Abigail Chen Physician Assistant Student Portfolio
Journal article with reflection

Journal article with reflection

Article Link:

jovr-18-170

This prospective clinical study looked at 42 diabetic patients with chronic kidney disease (CKD) stages 3a through 5 to determine whether fundus fluorescein angiography (FA) causes any worsening of kidney function. The researchers compared serum creatinine, blood urea nitrogen, and estimated glomerular filtration rate (eGFR) before the procedure and again 48 to 72 hours afterward. They found no statistically significant changes in any of these markers, suggesting that low-dose fluorescein angiography does not cause contrast-induced acute kidney injury or worsen underlying kidney disease in this high-risk population.

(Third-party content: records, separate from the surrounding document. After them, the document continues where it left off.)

//! Dialog windows and file actions

use bevy_egui::egui;
use parallax_core::{EditorCommand, SheetSlot};

use crate::project::Project;
use crate::EditorState;

/// Actions that can be triggered from menus and shortcuts
#[derive(Debug, Clone, Copy, PartialEq, Eq)]
pub enum PendingAction {
    OpenTilemap,
    OpenPaletteFolder,
    OpenTileset(SheetSlot),
    Save,
    SaveAs,
    Undo,
    Redo,
    ToggleFlipX,
    ToggleFlipY,
    PreviousPalette,
    NextPalette,
    Exit,
}

impl From<EditorCommand> for PendingAction {
    fn from(command: EditorCommand) -> Self {
        match command {
            EditorCommand::OpenTilemap => PendingAction::OpenTilemap,
            EditorCommand::OpenPaletteFolder => PendingAction::OpenPaletteFolder,
            EditorCommand::OpenPrimaryTileset => PendingAction::OpenTileset(SheetSlot::Primary),
            EditorCommand::OpenSecondaryTileset => {
                PendingAction::OpenTileset(SheetSlot::Secondary)
            }
            EditorCommand::Save => PendingAction::Save,
            EditorCommand::SaveAs => PendingAction::SaveAs,
            EditorCommand::Undo => PendingAction::Undo,
            EditorCommand::Redo => PendingAction::Redo,
            EditorCommand::ToggleFlipX => PendingAction::ToggleFlipX,
            EditorCommand::ToggleFlipY => PendingAction::ToggleFlipY,
            EditorCommand::PreviousPalette => PendingAction::PreviousPalette,
            EditorCommand::NextPalette => PendingAction::NextPalette,
        }
    }
}

/// Render all dialogs
pub fn render_dialogs(ctx: &egui::Context, editor_state: &mut EditorState, project: &mut Project) {
    render_about_dialog(ctx, editor_state);
    render_error_dialog(ctx, editor_state);

    // Handle pending file actions
    if let Some(action) = editor_state.pending_action.take() {
        match action {
            PendingAction::OpenTilemap => {
                #[cfg(feature = "native")]
                {
                    if let Some(path) = rfd::FileDialog::new()
                        .add_filter("Tilemap", &["bin", "map"])
                        .add_filter("All files", &["*"])
                        .pick_file()
                    {
                        match project.open_tilemap(&path) {
                            Ok(()) => {
                                // Add to recent tilemaps
                                editor_state.pending_add_recent_tilemap = Some(path);
                            }
                            Err(e) => {
                                editor_state.error_message =
                                    Some(format!("Failed to open tilemap: {}", e));
                            }
                        }
                    }
                }
            }
            PendingAction::OpenPaletteFolder => {
                #[cfg(feature = "native")]
                {
                    let mut dialog = rfd::FileDialog::new();
                    if let Some(dir) = &project.palette_dir {
                        dialog = dialog.set_directory(dir);
                    }
                    if let Some(dir) = dialog.pick_folder() {
                        match project.load_palette_dir(&dir) {
                            Ok(0) => {
                                editor_state.error_message = Some(format!(
                                    "No palette files (00.pal - 15.pal) found in {}",
                                    dir.display()
                                ));
                            }
                            Ok(_) => {}
                            Err(e) => {
                                editor_state.error_message =
                                    Some(format!("Failed to load palettes: {}", e));
                            }
                        }
                    }
                }
            }
            PendingAction::OpenTileset(slot) => {
                #[cfg(feature = "native")]
                {
                    if let Some(path) = rfd::FileDialog::new()
                        .add_filter("Image", &["png", "bmp"])
                        .pick_file()
                    {
                        if let Err(e) = project.load_tileset(slot, &path) {
                            editor_state.error_message =
                                Some(format!("Failed to load tileset: {}", e));
                        }
                    }
                }
                #[cfg(not(feature = "native"))]
                let _ = slot;
            }
            PendingAction::Save => {
                if project.session.path().is_some() {
                    if let Err(e) = project.save_current() {
                        editor_state.error_message = Some(format!("Failed to save: {}", e));
                    }
                } else {
                    // No path set, trigger Save As
                    editor_state.pending_action = Some(PendingAction::SaveAs);
                }
            }
            PendingAction::SaveAs => {
                #[cfg(feature = "native")]
                {
                    if let Some(path) = rfd::FileDialog::new()
                        .add_filter("Tilemap", &["bin", "map"])
                        .set_file_name(project.name())
                        .save_file()
                    {
                        match project.save_tilemap(&path) {
                            Ok(()) => {
                                editor_state.pending_add_recent_tilemap = Some(path);
                            }
                            Err(e) => {
                                editor_state.error_message = Some(format!("Failed to save: {}", e));
                            }
                        }
                    }
                }
            }
            _ => {
                // Put other actions back
                editor_state.pending_action = Some(action);
            }
        }
    }
}

fn render_about_dialog(ctx: &egui::Context, editor_state: &mut EditorState) {
    if !editor_state.show_about_dialog {
        return;
    }

    egui::Window::new("About parallax_editor")
        .collapsible(false)
        .resizable(false)
        .show(ctx, |ui| {
            ui.heading("parallax_editor");
            ui.label("A tile map editor for 32x32 palette-indexed maps");
            ui.separator();
            ui.label("Left drag on the map: paint");
            ui.label("Right drag on the map: copy a block");
            ui.label("Right click on the map: pick a tile");
            ui.label("Drag on the tileset: select tiles");
            ui.separator();
            if ui.button("Close").clicked() {
                editor_state.show_about_dialog = false;
            }
        });
}

fn render_error_dialog(ctx: &egui::Context, editor_state: &mut EditorState) {
    let Some(error_msg) = editor_state.error_message.clone() else {
        return;
    };

    egui::Window::new("Error")
        .collapsible(false)
        .resizable(false)
        .show(ctx, |ui| {
            ui.label(&error_msg);
            ui.separator();
            if ui.button("OK").clicked() {
                editor_state.error_message = None;
            }
        });
}
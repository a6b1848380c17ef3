//! Keyboard shortcut handling

use bevy::prelude::*;
use bevy_egui::EguiContexts;
use parallax_core::{Key, Modifiers, ShortcutTable};

use crate::ui::PendingAction;
use crate::EditorState;

/// The active key bindings
#[derive(Resource, Default)]
pub struct Shortcuts(pub ShortcutTable);

/// Translate a physical key into the shortcut table's key set
pub fn key_from_keycode(code: KeyCode) -> Option<Key> {
    Some(match code {
        KeyCode::KeyO => Key::O,
        KeyCode::KeyS => Key::S,
        KeyCode::KeyX => Key::X,
        KeyCode::KeyY => Key::Y,
        KeyCode::KeyZ => Key::Z,
        KeyCode::Digit1 => Key::Digit1,
        KeyCode::Digit2 => Key::Digit2,
        KeyCode::BracketLeft => Key::BracketLeft,
        KeyCode::BracketRight => Key::BracketRight,
        _ => return None,
    })
}

/// Handle keyboard shortcuts
pub fn handle_keyboard_shortcuts(
    keyboard: Res<ButtonInput<KeyCode>>,
    shortcuts: Res<Shortcuts>,
    mut editor_state: ResMut<EditorState>,
    mut contexts: EguiContexts,
) {
    // Typing into a text field must not trigger plain-key shortcuts
    if let Ok(ctx) = contexts.ctx_mut() {
        if ctx.wants_keyboard_input() {
            return;
        }
    }

    let mods = Modifiers {
        ctrl: keyboard.any_pressed([KeyCode::ControlLeft, KeyCode::ControlRight]),
        shift: keyboard.any_pressed([KeyCode::ShiftLeft, KeyCode::ShiftRight]),
        alt: keyboard.any_pressed([KeyCode::AltLeft, KeyCode::AltRight]),
    };

    for code in keyboard.get_just_pressed() {
        let Some(key) = key_from_keycode(*code) else {
            continue;
        };
        if let Some(command) = shortcuts.0.lookup(key, mods) {
            editor_state.pending_action = Some(PendingAction::from(command));
        }
    }
}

One of the biggest takeaways for me was learning that sodium fluorescein is a non-iodinated dye. Before reading this article, I automatically associated any type of contrast with nephrotoxicity because we are constantly taught to be cautious with iodinated contrast in patients with CKD. This study reminded me that not all contrast agents behave the same way. I also thought it was interesting that the authors were able to use a half-dose of fluorescein while still producing high-quality retinal images, showing that reducing the dose may further improve safety without sacrificing diagnostic value.

I also appreciated how the authors addressed the conflicting literature. Some older studies reported much higher rates of acute kidney injury after fluorescein angiography, but this paper suggested those findings may have been related to the larger doses that were used in the past. At the same time, I think it is important to recognize the study’s limitations. The sample size was fairly small, especially since only two patients had stage 5 CKD. In addition, patients taking medications such as ACE inhibitors, ARBs, and intravenous diuretics were excluded, even though these are medications many diabetic CKD patients take every day. Because of that, I do not think the results can automatically be applied to every patient we see in clinical practice.

Overall, I think this study has important implications for patient care. If additional research continues to support these findings, low-dose fluorescein angiography could potentially be performed without unnecessary nephrology consultations or repeated renal function testing in many patients. That could reduce healthcare costs, prevent delays in diagnosing diabetic retinopathy, and allow patients to receive treatment sooner. While I would still like to see larger studies with more patients who have advanced CKD, this article definitely gave me more confidence that fluorescein angiography appears to be much safer for the kidneys than I initially assumed.